From Edward Mabry, University of Wisconsin, Milwaukee
Jim Bess has a good point. I am an associate professor of computer science and a very heavy user of e-mail. My students and I have exchanged 538 e-mail messages so far in this fall semester. (I teach one class of 55 sophomores and one of 32 seniors.) E-mail remains the students' (and my) medium of choice for communication even though I do of course have office hours and I even give students my home phone number. But I am so busy at school and get pulled in so many directions (like most profs who try to do research and consult as well as teach, I suppose), it is impossible for me to really give students my full attention when they stop by my office. I deal with e-mail from home (it helps that I am fortunate to have a cable company that offers high-speed broadband Internet connection), and the students get much more attention from me by my responses in the evening than during the day.
So while my students and I love e-mail, let me explain why I can tell you so precisely that I have exchanged exactly 538 e-mail messages with my students so far this semester: I save them all for the very reason that Jim implies.

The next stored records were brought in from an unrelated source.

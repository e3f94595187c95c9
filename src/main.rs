use anyhow::Context;
use freshdesk_mcp::server::{serve, McpServer};
use freshdesk_mcp::{Config, FreshdeskClient, ToolContext, ToolRegistry};
use std::sync::Arc;
use tokio::io::BufReader;
use tracing::info;
use tracing_subscriber::layer::SubscriberExt;
use tracing_subscriber::util::SubscriberInitExt;
use tracing_subscriber::EnvFilter;

/// Logs go to stderr; stdout is the protocol channel.
/// Set `LOG_FORMAT=json` for structured output.
fn init_tracing() {
    let filter = EnvFilter::try_from_default_env().unwrap_or_else(|_| EnvFilter::new("info"));
    let json = std::env::var("LOG_FORMAT").map(|v| v == "json").unwrap_or(false);

    let registry = tracing_subscriber::registry().with(filter);
    if json {
        registry
            .with(tracing_subscriber::fmt::layer().json().with_writer(std::io::stderr))
            .init();
    } else {
        registry
            .with(tracing_subscriber::fmt::layer().with_writer(std::io::stderr))
            .init();
    }
}

#[tokio::main]
async fn main() -> anyhow::Result<()> {
    let _ = dotenvy::dotenv();
    init_tracing();

    let config = Config::load().context("invalid Freshdesk configuration")?;
    let client = Arc::new(FreshdeskClient::new(&config)?);
    info!("Freshdesk MCP server starting against {}", client.base_url());

    let server = Arc::new(McpServer::new(
        ToolRegistry::with_defaults(),
        ToolContext::new(client),
    ));

    let stdin = BufReader::new(tokio::io::stdin());
    tokio::select! {
        result = serve(server, stdin, tokio::io::stdout()) => result?,
        _ = tokio::signal::ctrl_c() => info!("Interrupted, shutting down"),
    }

    info!("Freshdesk MCP server stopped");
    Ok(())
}
//! Page cursor decoding from the `Link` response header

use once_cell::sync::Lazy;
use regex::Regex;
use serde::{Deserialize, Serialize};

static LINK_ENTRY: Lazy<Regex> =
    Lazy::new(|| Regex::new(r#"<([^>]*)>\s*;\s*rel="([^"]*)""#).expect("link entry pattern is valid"));

static PAGE_PARAM: Lazy<Regex> =
    Lazy::new(|| Regex::new(r"[?&]page=(\d+)").expect("page parameter pattern is valid"));

/// Neighbouring page numbers advertised by the server
#[derive(Debug, Clone, Copy, Default, PartialEq, Eq, Serialize, Deserialize)]
pub struct PageCursor {
    pub next: Option<u32>,
    pub prev: Option<u32>,
}

impl PageCursor {
    /// Decode a `Link` header such as
    /// `<https://x/api/v2/tickets?page=2>; rel="next"`.
    ///
    /// Entries with an unknown `rel`, no `page` parameter or a page number
    /// that does not fit are skipped. Never fails.
    pub fn decode(header: Option<&str>) -> Self {
        let mut cursor = Self::default();
        let Some(header) = header else {
            return cursor;
        };

        for entry in header.split(',') {
            let Some(caps) = LINK_ENTRY.captures(entry) else {
                continue;
            };
            let page = PAGE_PARAM
                .captures(&caps[1])
                .and_then(|p| p[1].parse::<u32>().ok());
            let Some(page) = page else {
                continue;
            };

            match &caps[2] {
                "next" => cursor.next = Some(page),
                "prev" => cursor.prev = Some(page),
                _ => {}
            }
        }

        cursor
    }
}

#[cfg(test)]
mod tests {
    use super::*;

    #[test]
    fn test_next_and_prev() {
        let cursor = PageCursor::decode(Some(
            r#"<https://x/?page=2>; rel="next", <https://x/?page=1>; rel="prev""#,
        ));
        assert_eq!(cursor, PageCursor { next: Some(2), prev: Some(1) });
    }

    #[test]
    fn test_absent_or_empty() {
        assert_eq!(PageCursor::decode(None), PageCursor::default());
        assert_eq!(PageCursor::decode(Some("")), PageCursor::default());
    }

    #[test]
    fn test_headers_without_next_or_prev() {
        for header in [
            r#"<https://x/?page=9>; rel="last""#,
            r#"<https://x/?page=1>; rel="first", <https://x/?page=3>; rel="self""#,
            "garbage, more garbage",
            "<https://x/?page=2>",
        ] {
            assert_eq!(PageCursor::decode(Some(header)), PageCursor::default(), "{header}");
        }
    }

    #[test]
    fn test_per_page_is_not_page() {
        let cursor = PageCursor::decode(Some(
            r#"<https://acme.freshdesk.com/api/v2/tickets/1/conversations?per_page=10&page=3>; rel="next""#,
        ));
        assert_eq!(cursor.next, Some(3));

        let only_per_page =
            PageCursor::decode(Some(r#"<https://x/tickets?per_page=10>; rel="next""#));
        assert_eq!(only_per_page.next, None);
    }

    #[test]
    fn test_non_numeric_and_overflow_ignored() {
        let cursor = PageCursor::decode(Some(
            r#"<https://x/?page=abc>; rel="next", <https://x/?page=99999999999>; rel="prev""#,
        ));
        assert_eq!(cursor, PageCursor::default());
    }

    #[test]
    fn test_spacing_variants() {
        let cursor = PageCursor::decode(Some(r#"<https://x/?page=4>;rel="next""#));
        assert_eq!(cursor.next, Some(4));
    }
}
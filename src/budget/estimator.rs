//! Size estimation for budget accounting
//!
//! The budget is expressed in approximate tokens. No tokenizer is loaded; the
//! estimate is a fixed character ratio so results are deterministic and
//! independent of locale.

use serde::Serialize;

/// Token estimator trait for different estimation strategies
pub trait TokenEstimator: Send + Sync {
    /// Estimate the number of budget units in the given text
    fn estimate(&self, text: &str) -> usize;

    /// Estimate a structured value on its compact JSON serialization
    fn estimate_json<T: Serialize + ?Sized>(&self, value: &T) -> serde_json::Result<usize>
    where
        Self: Sized,
    {
        Ok(self.estimate(&serde_json::to_string(value)?))
    }
}

/// Character-ratio estimator: one unit per `chars_per_unit` characters, truncated
#[derive(Debug, Clone, Copy)]
pub struct CharRatioEstimator {
    chars_per_unit: usize,
}

impl CharRatioEstimator {
    pub fn new(chars_per_unit: usize) -> Self {
        Self {
            chars_per_unit: chars_per_unit.max(1),
        }
    }
}

impl Default for CharRatioEstimator {
    fn default() -> Self {
        Self::new(4)
    }
}

impl TokenEstimator for CharRatioEstimator {
    fn estimate(&self, text: &str) -> usize {
        text.chars().count() / self.chars_per_unit
    }
}

/// Estimate with the default four-characters-per-unit ratio
pub fn estimate(text: &str) -> usize {
    CharRatioEstimator::default().estimate(text)
}
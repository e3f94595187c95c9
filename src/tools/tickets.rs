//! Ticket tools

use super::{
    default_list_page_size, default_page, list_page, parse_args, validate_page, Tool, ToolContext,
};
use crate::error::{FreshdeskError, Result};
use crate::markup::strip_tags;
use async_trait::async_trait;
use serde::Deserialize;
use serde_json::{json, Value};

#[derive(Debug, Deserialize)]
struct TicketIdArgs {
    ticket_id: u64,
}

fn ticket_id_schema() -> Value {
    json!({
        "type": "object",
        "properties": {"ticket_id": {"type": "integer", "minimum": 1}},
        "required": ["ticket_id"]
    })
}

#[derive(Debug, Deserialize)]
struct ListArgs {
    #[serde(default = "default_page")]
    page: u32,
    #[serde(default = "default_list_page_size")]
    per_page: u32,
}

pub struct GetTicketsTool;

#[async_trait]
impl Tool for GetTicketsTool {
    fn name(&self) -> &'static str {
        "get_tickets"
    }

    fn description(&self) -> &'static str {
        "List tickets with pagination"
    }

    fn input_schema(&self) -> Value {
        json!({
            "type": "object",
            "properties": {
                "page": {"type": "integer", "minimum": 1, "default": 1},
                "per_page": {"type": "integer", "minimum": 1, "maximum": 100, "default": 30}
            }
        })
    }

    fn validate_input(&self, input: &Value) -> Result<()> {
        let args: ListArgs = parse_args(input.clone())?;
        validate_page(args.page, args.per_page)
    }

    async fn invoke(&self, input: Value, ctx: &ToolContext) -> Result<Value> {
        let args: ListArgs = parse_args(input)?;
        list_page(ctx, "tickets", "tickets", args.page, args.per_page).await
    }
}

pub struct GetTicketTool;

#[async_trait]
impl Tool for GetTicketTool {
    fn name(&self) -> &'static str {
        "get_ticket"
    }

    fn description(&self) -> &'static str {
        "Get a single ticket"
    }

    fn input_schema(&self) -> Value {
        ticket_id_schema()
    }

    async fn invoke(&self, input: Value, ctx: &ToolContext) -> Result<Value> {
        let args: TicketIdArgs = parse_args(input)?;
        Ok(ctx.client.get(&format!("tickets/{}", args.ticket_id), &[]).await?.body)
    }
}

pub struct ViewTicketSummaryTool;

#[async_trait]
impl Tool for ViewTicketSummaryTool {
    fn name(&self) -> &'static str {
        "view_ticket_summary"
    }

    fn description(&self) -> &'static str {
        "Get the summary of a ticket"
    }

    fn input_schema(&self) -> Value {
        ticket_id_schema()
    }

    async fn invoke(&self, input: Value, ctx: &ToolContext) -> Result<Value> {
        let args: TicketIdArgs = parse_args(input)?;
        Ok(ctx
            .client
            .get(&format!("tickets/{}/summary", args.ticket_id), &[])
            .await?
            .body)
    }
}

#[derive(Debug, Deserialize)]
struct SearchArgs {
    query: String,
    #[serde(default)]
    quantity: Option<usize>,
}

/// Ticket search; `description` fields come back as plain text
pub struct SearchTicketsTool;

impl SearchTicketsTool {
    fn clean(mut body: Value, quantity: Option<usize>) -> Value {
        let Some(results) = body.get_mut("results").and_then(Value::as_array_mut) else {
            return body;
        };
        if let Some(limit) = quantity {
            results.truncate(limit);
        }
        for result in results.iter_mut() {
            if let Some(Value::String(description)) = result.get_mut("description") {
                *description = strip_tags(description);
            }
        }
        body
    }
}

#[async_trait]
impl Tool for SearchTicketsTool {
    fn name(&self) -> &'static str {
        "search_tickets"
    }

    fn description(&self) -> &'static str {
        "Search tickets with a Freshdesk query string, e.g. \"priority:3 AND status:2\""
    }

    fn input_schema(&self) -> Value {
        json!({
            "type": "object",
            "properties": {
                "query": {"type": "string"},
                "quantity": {"type": "integer", "minimum": 1, "description": "Return at most this many results"}
            },
            "required": ["query"]
        })
    }

    fn validate_input(&self, input: &Value) -> Result<()> {
        let args: SearchArgs = parse_args(input.clone())?;
        if args.query.trim().is_empty() {
            return Err(FreshdeskError::Validation("query must not be empty".to_string()));
        }
        if args.quantity == Some(0) {
            return Err(FreshdeskError::Validation(
                "quantity must be at least 1".to_string(),
            ));
        }
        Ok(())
    }

    async fn invoke(&self, input: Value, ctx: &ToolContext) -> Result<Value> {
        let args: SearchArgs = parse_args(input)?;
        let response = ctx
            .client
            .get("search/tickets", &[("query", args.query)])
            .await?;
        Ok(Self::clean(response.body, args.quantity))
    }
}

#[derive(Debug, Deserialize)]
struct BodyArgs {
    ticket_id: u64,
    body: String,
}

fn body_schema(body_description: &str) -> Value {
    json!({
        "type": "object",
        "properties": {
            "ticket_id": {"type": "integer", "minimum": 1},
            "body": {"type": "string", "description": body_description}
        },
        "required": ["ticket_id", "body"]
    })
}

fn validate_body(input: &Value) -> Result<()> {
    let args: BodyArgs = parse_args(input.clone())?;
    if args.body.trim().is_empty() {
        return Err(FreshdeskError::Validation("body must not be empty".to_string()));
    }
    Ok(())
}

pub struct CreateTicketReplyTool;

#[async_trait]
impl Tool for CreateTicketReplyTool {
    fn name(&self) -> &'static str {
        "create_ticket_reply"
    }

    fn description(&self) -> &'static str {
        "Reply to a ticket"
    }

    fn input_schema(&self) -> Value {
        body_schema("HTML content of the reply")
    }

    fn validate_input(&self, input: &Value) -> Result<()> {
        validate_body(input)
    }

    async fn invoke(&self, input: Value, ctx: &ToolContext) -> Result<Value> {
        let args: BodyArgs = parse_args(input)?;
        let path = format!("tickets/{}/reply", args.ticket_id);
        Ok(ctx.client.post(&path, &json!({"body": args.body})).await?.body)
    }
}

pub struct CreateTicketNoteTool;

#[async_trait]
impl Tool for CreateTicketNoteTool {
    fn name(&self) -> &'static str {
        "create_ticket_note"
    }

    fn description(&self) -> &'static str {
        "Add a note to a ticket"
    }

    fn input_schema(&self) -> Value {
        body_schema("HTML content of the note")
    }

    fn validate_input(&self, input: &Value) -> Result<()> {
        validate_body(input)
    }

    async fn invoke(&self, input: Value, ctx: &ToolContext) -> Result<Value> {
        let args: BodyArgs = parse_args(input)?;
        let path = format!("tickets/{}/notes", args.ticket_id);
        Ok(ctx.client.post(&path, &json!({"body": args.body})).await?.body)
    }
}

#[cfg(test)]
mod tests {
    use super::*;
    use crate::tools::test_support::context_for;
    use mockito::Matcher;

    #[test]
    fn test_search_results_are_limited_and_stripped() {
        let body = json!({
            "results": [
                {"id": 1, "description": "<p>Printer <b>jammed</b></p><p>again</p>"},
                {"id": 2, "description": "plain"},
                {"id": 3, "description": "dropped"}
            ],
            "total": 3
        });
        let cleaned = SearchTicketsTool::clean(body, Some(2));

        let results = cleaned["results"].as_array().unwrap();
        assert_eq!(results.len(), 2);
        assert_eq!(results[0]["description"], "Printer jammed\n\nagain");
        assert_eq!(results[1]["description"], "plain");
        assert_eq!(cleaned["total"], 3);
    }

    #[test]
    fn test_search_without_results_key_passes_through() {
        let body = json!({"errors": []});
        assert_eq!(SearchTicketsTool::clean(body.clone(), Some(1)), body);
    }

    #[test]
    fn test_search_rejects_zero_quantity() {
        assert!(SearchTicketsTool
            .validate_input(&json!({"query": "status:2", "quantity": 0}))
            .is_err());
    }

    #[test]
    fn test_reply_requires_body() {
        assert!(CreateTicketReplyTool
            .validate_input(&json!({"ticket_id": 1, "body": "  "}))
            .is_err());
        assert!(CreateTicketNoteTool
            .validate_input(&json!({"ticket_id": 1, "body": "noted"}))
            .is_ok());
    }

    #[tokio::test]
    async fn test_get_tickets_wraps_pagination() {
        let mut server = mockito::Server::new_async().await;
        let mock = server
            .mock("GET", "/tickets")
            .match_query(Matcher::AllOf(vec![
                Matcher::UrlEncoded("page".into(), "1".into()),
                Matcher::UrlEncoded("per_page".into(), "30".into()),
            ]))
            .with_status(200)
            .with_header("link", r#"<https://acme.freshdesk.com/api/v2/tickets?page=2>; rel="next""#)
            .with_body(r#"[{"id": 1}, {"id": 2}]"#)
            .create_async()
            .await;

        let out = GetTicketsTool
            .invoke(json!({}), &context_for(&server))
            .await
            .unwrap();
        mock.assert_async().await;

        assert_eq!(out["tickets"].as_array().unwrap().len(), 2);
        assert_eq!(out["pagination"]["next_page"], 2);
        assert_eq!(out["pagination"]["prev_page"], Value::Null);
        assert_eq!(out["pagination"]["per_page"], 30);
    }

    #[tokio::test]
    async fn test_note_posts_body() {
        let mut server = mockito::Server::new_async().await;
        let mock = server
            .mock("POST", "/tickets/9/notes")
            .match_body(Matcher::Json(json!({"body": "internal"})))
            .with_status(201)
            .with_body(r#"{"id": 100, "body": "internal"}"#)
            .create_async()
            .await;

        let out = CreateTicketNoteTool
            .invoke(json!({"ticket_id": 9, "body": "internal"}), &context_for(&server))
            .await
            .unwrap();
        mock.assert_async().await;
        assert_eq!(out["id"], 100);
    }

    #[tokio::test]
    async fn test_missing_ticket_surfaces_status() {
        let mut server = mockito::Server::new_async().await;
        let _m = server
            .mock("GET", "/tickets/404")
            .with_status(404)
            .with_body(r#"{"code": "access_denied"}"#)
            .create_async()
            .await;

        let err = GetTicketTool
            .invoke(json!({"ticket_id": 404}), &context_for(&server))
            .await
            .unwrap_err();
        let payload = err.to_payload();
        assert_eq!(payload["error"]["status"], 404);
        assert_eq!(payload["error"]["payload"]["code"], "access_denied");
    }
}
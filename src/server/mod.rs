//! MCP request dispatch

pub mod protocol;
pub mod stdio;

use crate::tools::{ToolContext, ToolRegistry};
use protocol::{
    JsonRpcRequest, JsonRpcResponse, McpToolDefinition, ToolCallParams, ToolCallResult,
    INTERNAL_ERROR, INVALID_PARAMS, INVALID_REQUEST, METHOD_NOT_FOUND, PARSE_ERROR, PROTOCOL_VERSION,
};
use serde_json::{json, Value};
use tracing::{debug, info};

pub use stdio::serve;

/// Server name reported by `initialize`
pub const SERVER_NAME: &str = "freshdesk-mcp";

/// Dispatches JSON-RPC requests to the tool registry
pub struct McpServer {
    registry: ToolRegistry,
    ctx: ToolContext,
}

impl McpServer {
    pub fn new(registry: ToolRegistry, ctx: ToolContext) -> Self {
        Self { registry, ctx }
    }

    pub fn registry(&self) -> &ToolRegistry {
        &self.registry
    }

    /// Handle one raw line; `None` when nothing should be written back
    pub async fn handle_line(&self, line: &str) -> Option<JsonRpcResponse> {
        match Self::parse_line(line) {
            Ok(value) => self.handle_value(value).await,
            Err(response) => Some(response),
        }
    }

    /// Decode a line as JSON; malformed input yields the parse-error response
    pub fn parse_line(line: &str) -> std::result::Result<Value, JsonRpcResponse> {
        serde_json::from_str(line).map_err(|e| {
            JsonRpcResponse::failure(Value::Null, PARSE_ERROR, format!("Parse error: {e}"))
        })
    }

    /// Handle an already decoded message
    pub async fn handle_value(&self, value: Value) -> Option<JsonRpcResponse> {
        let id = value.get("id").cloned();
        match serde_json::from_value::<JsonRpcRequest>(value) {
            Ok(request) => self.handle(request).await,
            Err(e) => id.map(|id| {
                JsonRpcResponse::failure(id, INVALID_REQUEST, format!("Invalid request: {e}"))
            }),
        }
    }

    /// Handle a parsed request. Notifications never get a response.
    pub async fn handle(&self, request: JsonRpcRequest) -> Option<JsonRpcResponse> {
        let Some(id) = request.id.clone() else {
            debug!("Notification {}", request.method);
            return None;
        };

        let response = match request.method.as_str() {
            "initialize" => JsonRpcResponse::success(id, self.initialize_result()),
            "ping" => JsonRpcResponse::success(id, json!({})),
            "tools/list" => JsonRpcResponse::success(id, json!({ "tools": self.tool_definitions() })),
            "tools/call" => self.call_tool(id, request.params).await,
            other => JsonRpcResponse::failure(id, METHOD_NOT_FOUND, format!("Method not found: {other}")),
        };
        Some(response)
    }

    fn initialize_result(&self) -> Value {
        info!("Client initialized, {} tools available", self.registry.list().len());
        json!({
            "protocolVersion": PROTOCOL_VERSION,
            "capabilities": { "tools": {} },
            "serverInfo": { "name": SERVER_NAME, "version": env!("CARGO_PKG_VERSION") }
        })
    }

    pub fn tool_definitions(&self) -> Vec<McpToolDefinition> {
        self.registry
            .iter()
            .map(|tool| McpToolDefinition {
                name: tool.name().to_string(),
                description: tool.description().to_string(),
                input_schema: tool.input_schema(),
            })
            .collect()
    }

    async fn call_tool(&self, id: Value, params: Option<Value>) -> JsonRpcResponse {
        let params = match params.map(serde_json::from_value::<ToolCallParams>) {
            Some(Ok(params)) => params,
            Some(Err(e)) => {
                return JsonRpcResponse::failure(id, INVALID_PARAMS, format!("Invalid params: {e}"))
            }
            None => return JsonRpcResponse::failure(id, INVALID_PARAMS, "Missing params"),
        };

        if self.registry.get(&params.name).is_none() {
            return JsonRpcResponse::failure(
                id,
                INVALID_PARAMS,
                format!("Unknown tool: {}", params.name),
            );
        }

        let outcome = self
            .registry
            .call(&params.name, params.arguments, &self.ctx)
            .await;
        let result = ToolCallResult::from_outcome(outcome);

        match serde_json::to_value(result) {
            Ok(value) => JsonRpcResponse::success(id, value),
            Err(e) => JsonRpcResponse::failure(id, INTERNAL_ERROR, e.to_string()),
        }
    }
}
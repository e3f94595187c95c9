//! Retry and failure behaviour of the Freshdesk HTTP client against a mock server

use freshdesk_mcp::{Config, FreshdeskClient, FreshdeskError};
use secrecy::SecretString;
use serde_json::json;
use std::time::{Duration, Instant};

fn config(base_url: String, backoff_ms: u64) -> Config {
    Config {
        api_key: SecretString::new("test-key".to_string()),
        domain: "acme.freshdesk.com".to_string(),
        base_url: Some(base_url),
        retry_backoff_ms: backoff_ms,
        ..Config::default()
    }
}

#[tokio::test]
async fn test_transient_503_then_success() {
    let mut server = mockito::Server::new_async().await;
    let unavailable = server
        .mock("GET", "/tickets/1")
        .with_status(503)
        .expect(1)
        .create_async()
        .await;
    let ok = server
        .mock("GET", "/tickets/1")
        .with_status(200)
        .with_body(r#"{"id": 1, "subject": "Printer"}"#)
        .expect(1)
        .create_async()
        .await;

    let client = FreshdeskClient::new(&config(server.url(), 100)).unwrap();
    let start = Instant::now();
    let response = client.get("tickets/1", &[]).await.unwrap();

    assert!(start.elapsed() >= Duration::from_millis(100));
    assert_eq!(response.body, json!({"id": 1, "subject": "Printer"}));
    unavailable.assert_async().await;
    ok.assert_async().await;
}

#[tokio::test]
async fn test_not_found_fails_without_retry() {
    let mut server = mockito::Server::new_async().await;
    let mock = server
        .mock("GET", "/tickets/999")
        .with_status(404)
        .with_body(r#"{"description": "Record not found"}"#)
        .expect(1)
        .create_async()
        .await;

    let client = FreshdeskClient::new(&config(server.url(), 1)).unwrap();
    let err = client.get("tickets/999", &[]).await.unwrap_err();
    mock.assert_async().await;

    match err {
        FreshdeskError::Transport {
            status, payload, ..
        } => {
            assert_eq!(status, Some(404));
            assert_eq!(payload, Some(json!({"description": "Record not found"})));
        }
        other => panic!("expected transport error, got {other:?}"),
    }
}

#[tokio::test]
async fn test_rate_limit_honours_retry_after() {
    let mut server = mockito::Server::new_async().await;
    let limited = server
        .mock("GET", "/tickets")
        .with_status(429)
        .with_header("retry-after", "0")
        .expect(1)
        .create_async()
        .await;
    let ok = server
        .mock("GET", "/tickets")
        .with_status(200)
        .with_body("[]")
        .expect(1)
        .create_async()
        .await;

    // a large backoff proves Retry-After took precedence
    let client = FreshdeskClient::new(&config(server.url(), 10_000)).unwrap();
    let start = Instant::now();
    let response = client.get("tickets", &[]).await.unwrap();

    assert!(start.elapsed() < Duration::from_secs(5));
    assert_eq!(response.body, json!([]));
    limited.assert_async().await;
    ok.assert_async().await;
}

#[tokio::test]
async fn test_retry_after_is_capped() {
    let mut server = mockito::Server::new_async().await;
    let _m = server
        .mock("GET", "/tickets")
        .with_status(429)
        .with_header("retry-after", "3600")
        .expect(1)
        .create_async()
        .await;
    let _m = server
        .mock("GET", "/tickets")
        .with_status(200)
        .with_body("[]")
        .create_async()
        .await;

    let mut config = config(server.url(), 1);
    config.max_retry_after_secs = 0;
    let client = FreshdeskClient::new(&config).unwrap();

    let start = Instant::now();
    assert!(client.get("tickets", &[]).await.is_ok());
    assert!(start.elapsed() < Duration::from_secs(5));
}

#[tokio::test]
async fn test_exhaustion_surfaces_last_status() {
    let mut server = mockito::Server::new_async().await;
    let mock = server
        .mock("GET", "/tickets/1")
        .with_status(503)
        .with_body(r#"{"code": "maintenance"}"#)
        .expect(3)
        .create_async()
        .await;

    let client = FreshdeskClient::new(&config(server.url(), 1)).unwrap();
    let err = client.get("tickets/1", &[]).await.unwrap_err();
    mock.assert_async().await;

    let payload = err.to_payload();
    assert_eq!(payload["error"]["status"], 503);
    assert_eq!(payload["error"]["payload"]["code"], "maintenance");
}

#[tokio::test]
async fn test_connection_refused_is_retried_then_reported() {
    // nothing listens on port 1
    let mut config = config("http://127.0.0.1:1/api/v2".to_string(), 1);
    config.max_attempts = 2;
    let client = FreshdeskClient::new(&config).unwrap();

    let err = client.get("tickets", &[]).await.unwrap_err();
    match err {
        FreshdeskError::Transport { status, .. } => assert_eq!(status, None),
        other => panic!("expected transport error, got {other:?}"),
    }
}

#[tokio::test]
async fn test_empty_success_body_is_null() {
    let mut server = mockito::Server::new_async().await;
    let _m = server
        .mock("DELETE", "/tickets/5")
        .with_status(204)
        .create_async()
        .await;

    let client = FreshdeskClient::new(&config(server.url(), 1)).unwrap();
    let response = client
        .execute(reqwest::Method::DELETE, "tickets/5", &[], None)
        .await
        .unwrap();

    assert_eq!(response.status.as_u16(), 204);
    assert!(response.body.is_null());
}

#[tokio::test]
async fn test_requests_carry_basic_auth_and_user_agent() {
    let mut server = mockito::Server::new_async().await;
    // base64("test-key:X")
    let mock = server
        .mock("GET", "/agents/me")
        .match_header("authorization", "Basic dGVzdC1rZXk6WA==")
        .match_header("user-agent", freshdesk_mcp::client::USER_AGENT)
        .with_status(200)
        .with_body("{}")
        .create_async()
        .await;

    let client = FreshdeskClient::new(&config(server.url(), 1)).unwrap();
    client.get("agents/me", &[]).await.unwrap();
    mock.assert_async().await;
}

Last year a female student came on to me and began sending me very long, very personal, and very suggestive e-mail. In the 13 years that I have been a prof, two other female students have come on to me, but both backed off quickly when I made it plain that I wasn't interested. (I am single, but I'm getting married on Sunday, and not to a former student!) This one wouldn't stop.
I forwarded her e-mail to my chair, told her I was doing so, had my chair review my responses to her before I sent them, and clearly copied him on those responses. She still wouldn't stop. Finally, I printed out the complete e-mail exchange (which I had of course saved) and turned it in to Student Affairs. Interestingly enough, our University has no formal procedure for a prof to file a sexual harassment charge against a student, just the other way around! Well, they did nothing more than send her a letter (they didn't even bother to try to call) which of course went unanswered, after which they just dropped the case. When I raised a stink about their lack of action, I got chewed out by the Asst. Dean of Students for giving one of her people a hard time. Sigh.
So here are my suggestions to deal with Jim's very real points.
- Faculty members should be careful not to be too personal with students and
should be vigilant of students who use e-mail for purposes other than technical
communication. One way to deal with such attempts by students to draw profs
into personal discussions is simply not to respond. Like those telephone marketers
who always call at dinner time, one must remember that one can always hang
up the phone.
- Faculty members should save all e-mail correspondence with students for
at least the entire semester (until grades have been given and received).
If you don't have enough disk space, get it.
- Any e-mail that is suspect should be formally reported to one's superiors.
Responses should be at least copied to one's superior if not screened and
approved by him/her before being sent.
- But don't throw out the baby with the bath water. No matter what medium we use to communicate with our students, some will always abuse it. C'est la vie. There are always talkers in class, too.